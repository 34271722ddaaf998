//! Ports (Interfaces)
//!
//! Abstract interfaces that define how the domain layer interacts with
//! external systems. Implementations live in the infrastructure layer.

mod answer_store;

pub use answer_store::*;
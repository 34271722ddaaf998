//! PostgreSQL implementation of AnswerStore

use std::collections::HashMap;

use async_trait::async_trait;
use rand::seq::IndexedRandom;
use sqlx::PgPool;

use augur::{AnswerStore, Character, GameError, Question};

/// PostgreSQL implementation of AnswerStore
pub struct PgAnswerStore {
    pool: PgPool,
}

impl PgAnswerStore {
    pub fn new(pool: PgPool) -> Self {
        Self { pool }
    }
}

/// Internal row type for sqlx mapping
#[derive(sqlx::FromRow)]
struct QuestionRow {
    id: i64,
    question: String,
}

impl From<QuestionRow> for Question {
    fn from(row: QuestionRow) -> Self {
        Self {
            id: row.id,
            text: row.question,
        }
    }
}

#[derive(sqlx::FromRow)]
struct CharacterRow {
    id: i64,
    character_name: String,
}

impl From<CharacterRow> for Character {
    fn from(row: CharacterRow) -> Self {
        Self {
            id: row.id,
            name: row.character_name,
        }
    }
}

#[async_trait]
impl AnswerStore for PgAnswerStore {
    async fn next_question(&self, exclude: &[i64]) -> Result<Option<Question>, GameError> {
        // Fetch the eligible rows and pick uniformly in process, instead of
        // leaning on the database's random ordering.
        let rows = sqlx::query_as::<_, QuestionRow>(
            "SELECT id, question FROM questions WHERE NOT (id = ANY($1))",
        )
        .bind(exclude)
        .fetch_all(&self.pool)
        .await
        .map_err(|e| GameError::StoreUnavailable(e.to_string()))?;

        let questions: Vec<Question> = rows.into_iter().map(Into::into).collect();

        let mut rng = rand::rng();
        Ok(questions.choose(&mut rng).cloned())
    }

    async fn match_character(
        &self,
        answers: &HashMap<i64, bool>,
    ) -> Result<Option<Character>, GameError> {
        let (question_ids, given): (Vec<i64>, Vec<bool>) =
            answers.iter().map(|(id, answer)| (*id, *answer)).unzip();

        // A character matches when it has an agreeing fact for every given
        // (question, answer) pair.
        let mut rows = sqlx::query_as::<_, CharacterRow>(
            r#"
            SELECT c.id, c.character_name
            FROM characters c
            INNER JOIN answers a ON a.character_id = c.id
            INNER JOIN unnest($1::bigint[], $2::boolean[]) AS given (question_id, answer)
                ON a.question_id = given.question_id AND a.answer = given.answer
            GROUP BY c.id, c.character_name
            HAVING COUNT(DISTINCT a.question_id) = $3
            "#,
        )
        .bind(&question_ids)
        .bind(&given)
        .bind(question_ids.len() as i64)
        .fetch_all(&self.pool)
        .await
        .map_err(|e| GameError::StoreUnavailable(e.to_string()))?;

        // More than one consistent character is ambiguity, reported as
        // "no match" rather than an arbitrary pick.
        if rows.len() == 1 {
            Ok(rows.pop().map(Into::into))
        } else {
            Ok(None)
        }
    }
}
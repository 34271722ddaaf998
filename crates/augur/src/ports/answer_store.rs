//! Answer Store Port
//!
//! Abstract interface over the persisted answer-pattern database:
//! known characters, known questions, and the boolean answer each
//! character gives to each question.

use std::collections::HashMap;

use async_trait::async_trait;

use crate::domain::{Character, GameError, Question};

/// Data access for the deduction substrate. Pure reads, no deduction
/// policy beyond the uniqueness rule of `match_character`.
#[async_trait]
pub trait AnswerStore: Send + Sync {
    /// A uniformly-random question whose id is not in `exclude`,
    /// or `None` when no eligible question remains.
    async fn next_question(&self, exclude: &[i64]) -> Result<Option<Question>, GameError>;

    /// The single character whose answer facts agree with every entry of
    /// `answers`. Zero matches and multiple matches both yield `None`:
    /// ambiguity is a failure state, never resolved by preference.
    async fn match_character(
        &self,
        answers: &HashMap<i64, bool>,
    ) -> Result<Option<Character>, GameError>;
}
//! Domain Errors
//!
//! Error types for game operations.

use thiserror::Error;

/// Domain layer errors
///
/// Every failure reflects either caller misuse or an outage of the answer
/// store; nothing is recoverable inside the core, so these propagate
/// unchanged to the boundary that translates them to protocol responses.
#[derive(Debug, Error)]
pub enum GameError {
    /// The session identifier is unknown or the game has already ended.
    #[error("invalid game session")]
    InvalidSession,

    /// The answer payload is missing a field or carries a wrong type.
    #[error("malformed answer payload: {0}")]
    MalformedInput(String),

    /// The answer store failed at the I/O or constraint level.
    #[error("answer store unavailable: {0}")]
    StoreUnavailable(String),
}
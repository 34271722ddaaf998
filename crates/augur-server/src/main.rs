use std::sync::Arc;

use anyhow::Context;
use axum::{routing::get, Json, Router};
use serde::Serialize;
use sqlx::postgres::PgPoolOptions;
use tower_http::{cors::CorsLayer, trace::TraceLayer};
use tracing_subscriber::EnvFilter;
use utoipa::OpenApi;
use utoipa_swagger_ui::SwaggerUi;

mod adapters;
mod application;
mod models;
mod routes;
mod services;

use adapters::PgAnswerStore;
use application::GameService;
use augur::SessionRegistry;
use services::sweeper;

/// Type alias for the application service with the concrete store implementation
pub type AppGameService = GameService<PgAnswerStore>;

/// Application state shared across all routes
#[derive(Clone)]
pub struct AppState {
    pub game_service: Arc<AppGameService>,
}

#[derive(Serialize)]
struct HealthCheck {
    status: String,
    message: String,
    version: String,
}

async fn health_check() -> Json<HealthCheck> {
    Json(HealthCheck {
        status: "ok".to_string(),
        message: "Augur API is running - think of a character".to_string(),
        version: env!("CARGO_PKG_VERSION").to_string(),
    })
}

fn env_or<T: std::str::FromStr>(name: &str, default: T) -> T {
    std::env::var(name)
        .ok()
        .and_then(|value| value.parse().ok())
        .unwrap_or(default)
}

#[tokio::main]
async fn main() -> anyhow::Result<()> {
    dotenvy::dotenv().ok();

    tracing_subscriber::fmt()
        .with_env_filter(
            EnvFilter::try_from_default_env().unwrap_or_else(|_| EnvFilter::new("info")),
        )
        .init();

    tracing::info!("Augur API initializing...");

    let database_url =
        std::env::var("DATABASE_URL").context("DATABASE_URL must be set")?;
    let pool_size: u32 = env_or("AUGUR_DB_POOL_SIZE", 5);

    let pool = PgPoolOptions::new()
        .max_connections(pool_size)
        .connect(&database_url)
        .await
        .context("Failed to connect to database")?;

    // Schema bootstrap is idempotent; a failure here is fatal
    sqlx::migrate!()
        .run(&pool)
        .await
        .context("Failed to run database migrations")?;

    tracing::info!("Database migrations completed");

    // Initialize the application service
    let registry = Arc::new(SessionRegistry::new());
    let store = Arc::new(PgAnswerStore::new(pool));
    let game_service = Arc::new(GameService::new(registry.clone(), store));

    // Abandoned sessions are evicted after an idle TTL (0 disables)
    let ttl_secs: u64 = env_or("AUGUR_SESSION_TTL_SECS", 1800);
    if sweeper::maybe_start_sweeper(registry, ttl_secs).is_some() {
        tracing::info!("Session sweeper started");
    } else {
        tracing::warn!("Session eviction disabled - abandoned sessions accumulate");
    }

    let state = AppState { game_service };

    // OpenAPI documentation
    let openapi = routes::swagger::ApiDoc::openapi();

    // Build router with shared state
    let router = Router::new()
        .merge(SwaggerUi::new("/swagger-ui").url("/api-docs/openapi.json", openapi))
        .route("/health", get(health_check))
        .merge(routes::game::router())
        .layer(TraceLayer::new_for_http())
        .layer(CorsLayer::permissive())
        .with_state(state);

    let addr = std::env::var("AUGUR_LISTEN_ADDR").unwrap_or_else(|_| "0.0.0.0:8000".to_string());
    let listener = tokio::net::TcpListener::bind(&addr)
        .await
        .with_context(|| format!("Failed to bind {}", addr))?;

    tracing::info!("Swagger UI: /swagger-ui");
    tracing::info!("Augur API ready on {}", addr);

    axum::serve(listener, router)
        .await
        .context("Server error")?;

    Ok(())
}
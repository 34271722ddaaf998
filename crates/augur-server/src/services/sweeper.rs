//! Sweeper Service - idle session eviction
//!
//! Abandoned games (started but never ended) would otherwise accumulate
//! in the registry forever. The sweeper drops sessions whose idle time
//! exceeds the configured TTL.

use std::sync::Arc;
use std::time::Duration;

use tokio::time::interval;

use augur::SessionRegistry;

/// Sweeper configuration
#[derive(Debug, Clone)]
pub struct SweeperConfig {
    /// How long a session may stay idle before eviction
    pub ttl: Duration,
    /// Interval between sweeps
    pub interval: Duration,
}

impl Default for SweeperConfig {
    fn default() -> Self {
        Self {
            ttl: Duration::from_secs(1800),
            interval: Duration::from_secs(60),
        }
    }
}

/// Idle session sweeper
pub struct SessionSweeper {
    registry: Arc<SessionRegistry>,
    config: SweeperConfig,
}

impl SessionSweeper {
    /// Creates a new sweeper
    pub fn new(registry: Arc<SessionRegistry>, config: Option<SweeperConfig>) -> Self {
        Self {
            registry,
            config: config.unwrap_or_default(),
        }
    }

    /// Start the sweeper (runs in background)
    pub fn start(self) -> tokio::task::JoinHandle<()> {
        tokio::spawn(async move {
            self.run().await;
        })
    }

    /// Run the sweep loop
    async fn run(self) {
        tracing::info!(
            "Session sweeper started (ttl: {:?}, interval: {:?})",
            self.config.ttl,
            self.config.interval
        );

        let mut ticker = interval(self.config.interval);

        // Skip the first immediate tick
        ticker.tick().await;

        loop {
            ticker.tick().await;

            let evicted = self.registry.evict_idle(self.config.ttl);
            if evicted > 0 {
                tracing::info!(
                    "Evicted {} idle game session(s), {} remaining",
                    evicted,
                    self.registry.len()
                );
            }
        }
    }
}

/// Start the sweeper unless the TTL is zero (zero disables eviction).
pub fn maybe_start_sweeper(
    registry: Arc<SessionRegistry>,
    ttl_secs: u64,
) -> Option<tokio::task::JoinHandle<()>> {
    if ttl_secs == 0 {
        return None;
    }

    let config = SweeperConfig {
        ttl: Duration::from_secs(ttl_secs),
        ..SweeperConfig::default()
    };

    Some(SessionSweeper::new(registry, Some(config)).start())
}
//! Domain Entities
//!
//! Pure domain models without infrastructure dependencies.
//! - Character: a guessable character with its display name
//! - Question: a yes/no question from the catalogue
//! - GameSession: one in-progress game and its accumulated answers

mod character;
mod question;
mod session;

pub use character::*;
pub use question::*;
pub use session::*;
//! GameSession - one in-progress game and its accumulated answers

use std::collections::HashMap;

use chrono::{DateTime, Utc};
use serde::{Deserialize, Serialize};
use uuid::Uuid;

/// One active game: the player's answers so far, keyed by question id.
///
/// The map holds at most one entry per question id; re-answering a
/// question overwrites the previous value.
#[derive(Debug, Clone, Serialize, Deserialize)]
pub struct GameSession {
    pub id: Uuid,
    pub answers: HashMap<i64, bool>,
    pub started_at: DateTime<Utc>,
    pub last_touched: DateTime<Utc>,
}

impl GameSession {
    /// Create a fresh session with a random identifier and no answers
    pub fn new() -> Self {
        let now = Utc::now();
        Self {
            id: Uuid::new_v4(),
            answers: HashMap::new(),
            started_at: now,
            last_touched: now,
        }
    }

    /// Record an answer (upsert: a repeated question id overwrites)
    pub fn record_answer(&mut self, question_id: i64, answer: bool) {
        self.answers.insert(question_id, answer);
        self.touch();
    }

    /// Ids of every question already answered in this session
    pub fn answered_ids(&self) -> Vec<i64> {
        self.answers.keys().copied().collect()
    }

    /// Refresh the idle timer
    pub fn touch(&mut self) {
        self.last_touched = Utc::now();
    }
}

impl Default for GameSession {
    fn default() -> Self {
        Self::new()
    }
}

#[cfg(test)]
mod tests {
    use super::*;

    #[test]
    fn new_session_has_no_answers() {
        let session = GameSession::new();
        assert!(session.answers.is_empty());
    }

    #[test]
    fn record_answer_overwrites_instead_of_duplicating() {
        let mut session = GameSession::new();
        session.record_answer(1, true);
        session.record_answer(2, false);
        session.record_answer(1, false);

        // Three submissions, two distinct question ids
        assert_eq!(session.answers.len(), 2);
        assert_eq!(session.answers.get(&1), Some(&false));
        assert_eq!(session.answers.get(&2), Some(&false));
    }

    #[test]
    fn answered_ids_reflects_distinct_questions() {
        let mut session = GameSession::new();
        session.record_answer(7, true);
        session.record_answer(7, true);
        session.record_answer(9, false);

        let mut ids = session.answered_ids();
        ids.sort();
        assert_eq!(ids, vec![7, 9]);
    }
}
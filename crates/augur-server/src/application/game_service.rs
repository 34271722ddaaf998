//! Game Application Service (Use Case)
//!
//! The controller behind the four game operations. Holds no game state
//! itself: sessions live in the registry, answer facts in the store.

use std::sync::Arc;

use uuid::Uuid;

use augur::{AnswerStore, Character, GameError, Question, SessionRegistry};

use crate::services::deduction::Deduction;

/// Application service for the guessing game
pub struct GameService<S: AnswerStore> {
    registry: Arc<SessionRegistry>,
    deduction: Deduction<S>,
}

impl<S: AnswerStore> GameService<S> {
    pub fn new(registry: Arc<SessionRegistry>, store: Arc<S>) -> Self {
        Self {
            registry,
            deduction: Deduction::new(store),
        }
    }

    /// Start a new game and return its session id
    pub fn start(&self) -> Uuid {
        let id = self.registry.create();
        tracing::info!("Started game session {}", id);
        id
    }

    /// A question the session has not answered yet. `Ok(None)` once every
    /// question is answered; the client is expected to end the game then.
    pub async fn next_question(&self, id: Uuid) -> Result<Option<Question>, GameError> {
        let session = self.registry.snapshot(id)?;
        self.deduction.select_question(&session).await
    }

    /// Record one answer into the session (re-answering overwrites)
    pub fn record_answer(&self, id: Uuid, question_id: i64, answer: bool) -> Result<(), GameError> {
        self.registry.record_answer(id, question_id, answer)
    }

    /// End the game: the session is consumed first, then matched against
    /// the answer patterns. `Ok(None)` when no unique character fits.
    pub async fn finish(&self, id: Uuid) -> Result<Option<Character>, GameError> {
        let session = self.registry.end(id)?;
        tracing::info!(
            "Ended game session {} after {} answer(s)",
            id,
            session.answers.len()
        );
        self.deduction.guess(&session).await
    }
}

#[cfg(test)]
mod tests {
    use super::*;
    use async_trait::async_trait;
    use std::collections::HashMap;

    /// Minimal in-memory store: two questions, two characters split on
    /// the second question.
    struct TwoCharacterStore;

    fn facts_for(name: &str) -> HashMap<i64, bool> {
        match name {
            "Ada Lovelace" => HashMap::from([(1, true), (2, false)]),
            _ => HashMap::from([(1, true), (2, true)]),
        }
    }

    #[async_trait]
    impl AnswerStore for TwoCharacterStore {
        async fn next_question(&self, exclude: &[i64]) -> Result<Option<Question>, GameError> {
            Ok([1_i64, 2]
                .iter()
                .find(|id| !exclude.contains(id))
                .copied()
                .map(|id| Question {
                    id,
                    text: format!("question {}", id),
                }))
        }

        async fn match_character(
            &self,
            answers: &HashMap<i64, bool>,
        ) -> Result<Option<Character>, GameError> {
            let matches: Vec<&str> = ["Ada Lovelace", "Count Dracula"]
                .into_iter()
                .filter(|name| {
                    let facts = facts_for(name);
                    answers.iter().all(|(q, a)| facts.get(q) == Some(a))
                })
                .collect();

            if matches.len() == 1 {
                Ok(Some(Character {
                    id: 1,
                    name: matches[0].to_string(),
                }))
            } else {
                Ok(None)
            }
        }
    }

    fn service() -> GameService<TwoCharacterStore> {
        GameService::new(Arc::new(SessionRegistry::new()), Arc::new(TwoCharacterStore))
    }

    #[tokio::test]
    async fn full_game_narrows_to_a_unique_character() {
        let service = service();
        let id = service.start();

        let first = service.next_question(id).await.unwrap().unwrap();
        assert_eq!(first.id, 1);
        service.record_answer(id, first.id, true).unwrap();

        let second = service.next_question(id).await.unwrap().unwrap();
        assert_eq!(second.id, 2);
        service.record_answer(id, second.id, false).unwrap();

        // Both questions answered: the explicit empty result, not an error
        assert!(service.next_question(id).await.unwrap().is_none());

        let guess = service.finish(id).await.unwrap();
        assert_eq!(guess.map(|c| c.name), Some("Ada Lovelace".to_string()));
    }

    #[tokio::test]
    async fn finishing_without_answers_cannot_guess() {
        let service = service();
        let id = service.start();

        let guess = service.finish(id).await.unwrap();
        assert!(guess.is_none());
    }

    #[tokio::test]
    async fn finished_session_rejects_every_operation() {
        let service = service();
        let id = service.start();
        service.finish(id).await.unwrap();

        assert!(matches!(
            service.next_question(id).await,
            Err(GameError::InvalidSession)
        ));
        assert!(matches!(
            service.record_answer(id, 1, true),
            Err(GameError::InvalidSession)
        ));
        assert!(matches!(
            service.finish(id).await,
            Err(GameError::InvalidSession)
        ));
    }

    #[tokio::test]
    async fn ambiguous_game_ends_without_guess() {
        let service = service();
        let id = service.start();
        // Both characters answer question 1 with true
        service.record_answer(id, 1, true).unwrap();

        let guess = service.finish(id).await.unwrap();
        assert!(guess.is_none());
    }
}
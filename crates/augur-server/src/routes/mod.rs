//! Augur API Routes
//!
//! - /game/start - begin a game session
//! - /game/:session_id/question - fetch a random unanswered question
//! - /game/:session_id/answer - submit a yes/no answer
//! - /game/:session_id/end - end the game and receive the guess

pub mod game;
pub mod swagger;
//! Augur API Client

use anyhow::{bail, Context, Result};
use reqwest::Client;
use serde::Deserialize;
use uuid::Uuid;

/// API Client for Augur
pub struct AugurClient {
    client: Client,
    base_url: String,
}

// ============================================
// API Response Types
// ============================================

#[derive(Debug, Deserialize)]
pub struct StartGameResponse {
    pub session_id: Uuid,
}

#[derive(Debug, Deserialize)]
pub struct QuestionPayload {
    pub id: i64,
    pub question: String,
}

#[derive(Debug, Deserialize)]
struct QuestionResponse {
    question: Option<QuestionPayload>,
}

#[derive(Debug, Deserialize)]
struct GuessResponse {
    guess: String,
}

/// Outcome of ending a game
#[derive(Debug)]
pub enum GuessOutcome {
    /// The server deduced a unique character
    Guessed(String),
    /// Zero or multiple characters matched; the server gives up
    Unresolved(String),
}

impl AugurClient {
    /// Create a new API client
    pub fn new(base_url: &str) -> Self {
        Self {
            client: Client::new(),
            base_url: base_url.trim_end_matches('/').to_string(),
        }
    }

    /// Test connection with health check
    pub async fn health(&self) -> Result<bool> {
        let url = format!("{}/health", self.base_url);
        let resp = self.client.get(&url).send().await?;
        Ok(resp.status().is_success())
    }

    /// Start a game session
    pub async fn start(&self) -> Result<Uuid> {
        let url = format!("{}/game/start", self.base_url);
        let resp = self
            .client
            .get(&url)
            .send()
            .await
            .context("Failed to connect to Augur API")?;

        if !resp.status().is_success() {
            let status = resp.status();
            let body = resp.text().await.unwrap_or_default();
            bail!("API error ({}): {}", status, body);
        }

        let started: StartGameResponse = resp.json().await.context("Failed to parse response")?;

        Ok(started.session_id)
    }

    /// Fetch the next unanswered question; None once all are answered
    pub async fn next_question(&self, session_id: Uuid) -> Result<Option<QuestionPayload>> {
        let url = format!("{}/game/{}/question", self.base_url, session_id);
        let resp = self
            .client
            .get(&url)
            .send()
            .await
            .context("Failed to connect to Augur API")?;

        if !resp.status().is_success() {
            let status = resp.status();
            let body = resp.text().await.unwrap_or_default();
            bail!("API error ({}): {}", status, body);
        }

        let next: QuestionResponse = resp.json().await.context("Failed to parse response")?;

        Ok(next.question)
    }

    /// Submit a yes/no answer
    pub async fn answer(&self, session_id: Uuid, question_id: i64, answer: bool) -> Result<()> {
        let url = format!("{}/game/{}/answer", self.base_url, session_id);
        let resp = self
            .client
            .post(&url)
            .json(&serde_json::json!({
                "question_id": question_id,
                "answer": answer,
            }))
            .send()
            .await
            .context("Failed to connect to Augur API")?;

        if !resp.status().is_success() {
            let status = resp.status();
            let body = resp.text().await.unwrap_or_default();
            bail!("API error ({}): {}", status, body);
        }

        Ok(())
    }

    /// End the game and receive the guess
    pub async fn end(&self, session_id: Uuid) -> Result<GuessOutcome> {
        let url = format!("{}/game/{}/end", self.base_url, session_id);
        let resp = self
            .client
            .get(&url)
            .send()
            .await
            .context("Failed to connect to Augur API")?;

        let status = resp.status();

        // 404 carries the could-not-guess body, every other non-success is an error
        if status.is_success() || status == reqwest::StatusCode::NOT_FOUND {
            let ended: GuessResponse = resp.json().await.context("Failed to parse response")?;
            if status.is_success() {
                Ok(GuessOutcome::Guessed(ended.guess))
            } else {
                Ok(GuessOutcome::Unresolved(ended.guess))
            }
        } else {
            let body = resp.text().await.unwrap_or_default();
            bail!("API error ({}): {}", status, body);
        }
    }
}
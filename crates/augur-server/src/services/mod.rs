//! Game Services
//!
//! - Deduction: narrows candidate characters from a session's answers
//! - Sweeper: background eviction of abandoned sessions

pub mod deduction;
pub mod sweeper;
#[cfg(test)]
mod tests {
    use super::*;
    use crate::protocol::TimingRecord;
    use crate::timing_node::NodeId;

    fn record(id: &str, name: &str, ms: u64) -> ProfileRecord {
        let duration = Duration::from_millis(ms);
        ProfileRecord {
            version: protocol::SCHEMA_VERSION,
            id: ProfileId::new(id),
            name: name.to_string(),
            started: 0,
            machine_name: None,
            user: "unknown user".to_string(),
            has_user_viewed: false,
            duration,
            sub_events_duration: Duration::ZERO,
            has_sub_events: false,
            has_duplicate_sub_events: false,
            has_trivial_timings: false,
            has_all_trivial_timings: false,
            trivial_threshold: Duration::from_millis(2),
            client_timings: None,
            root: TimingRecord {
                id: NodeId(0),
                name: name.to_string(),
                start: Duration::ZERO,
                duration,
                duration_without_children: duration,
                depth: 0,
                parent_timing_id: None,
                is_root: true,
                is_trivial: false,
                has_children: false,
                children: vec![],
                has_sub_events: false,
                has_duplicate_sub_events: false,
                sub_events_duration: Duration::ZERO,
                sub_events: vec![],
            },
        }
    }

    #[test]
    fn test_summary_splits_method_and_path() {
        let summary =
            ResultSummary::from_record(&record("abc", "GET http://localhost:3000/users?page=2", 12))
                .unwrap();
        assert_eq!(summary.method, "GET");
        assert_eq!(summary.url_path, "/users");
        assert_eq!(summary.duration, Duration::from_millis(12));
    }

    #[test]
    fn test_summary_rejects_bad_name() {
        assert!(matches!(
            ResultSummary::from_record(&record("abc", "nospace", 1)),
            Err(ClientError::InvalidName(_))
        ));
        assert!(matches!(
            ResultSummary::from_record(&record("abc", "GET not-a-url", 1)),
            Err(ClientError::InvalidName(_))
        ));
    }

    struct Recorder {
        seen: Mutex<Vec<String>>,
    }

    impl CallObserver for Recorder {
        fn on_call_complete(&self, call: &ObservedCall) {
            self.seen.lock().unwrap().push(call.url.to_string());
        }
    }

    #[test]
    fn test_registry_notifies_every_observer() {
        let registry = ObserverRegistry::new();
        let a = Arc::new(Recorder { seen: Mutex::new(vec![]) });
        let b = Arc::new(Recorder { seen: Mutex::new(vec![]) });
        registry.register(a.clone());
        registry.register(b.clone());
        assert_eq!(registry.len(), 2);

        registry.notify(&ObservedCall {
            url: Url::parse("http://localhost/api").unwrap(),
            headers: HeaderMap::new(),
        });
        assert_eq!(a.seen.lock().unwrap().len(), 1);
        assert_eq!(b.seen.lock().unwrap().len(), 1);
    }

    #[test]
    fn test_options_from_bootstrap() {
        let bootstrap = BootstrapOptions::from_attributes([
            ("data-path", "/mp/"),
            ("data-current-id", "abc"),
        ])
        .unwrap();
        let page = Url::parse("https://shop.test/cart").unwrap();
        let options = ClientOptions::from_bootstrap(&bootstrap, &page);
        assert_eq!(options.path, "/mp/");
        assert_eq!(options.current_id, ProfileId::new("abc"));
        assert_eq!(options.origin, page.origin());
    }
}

⁂

→ **What needs to be done**
Go over the listing above and return each line with "TimingRecord".

→ **Reply**
    use crate::protocol::TimingRecord;
            root: TimingRecord {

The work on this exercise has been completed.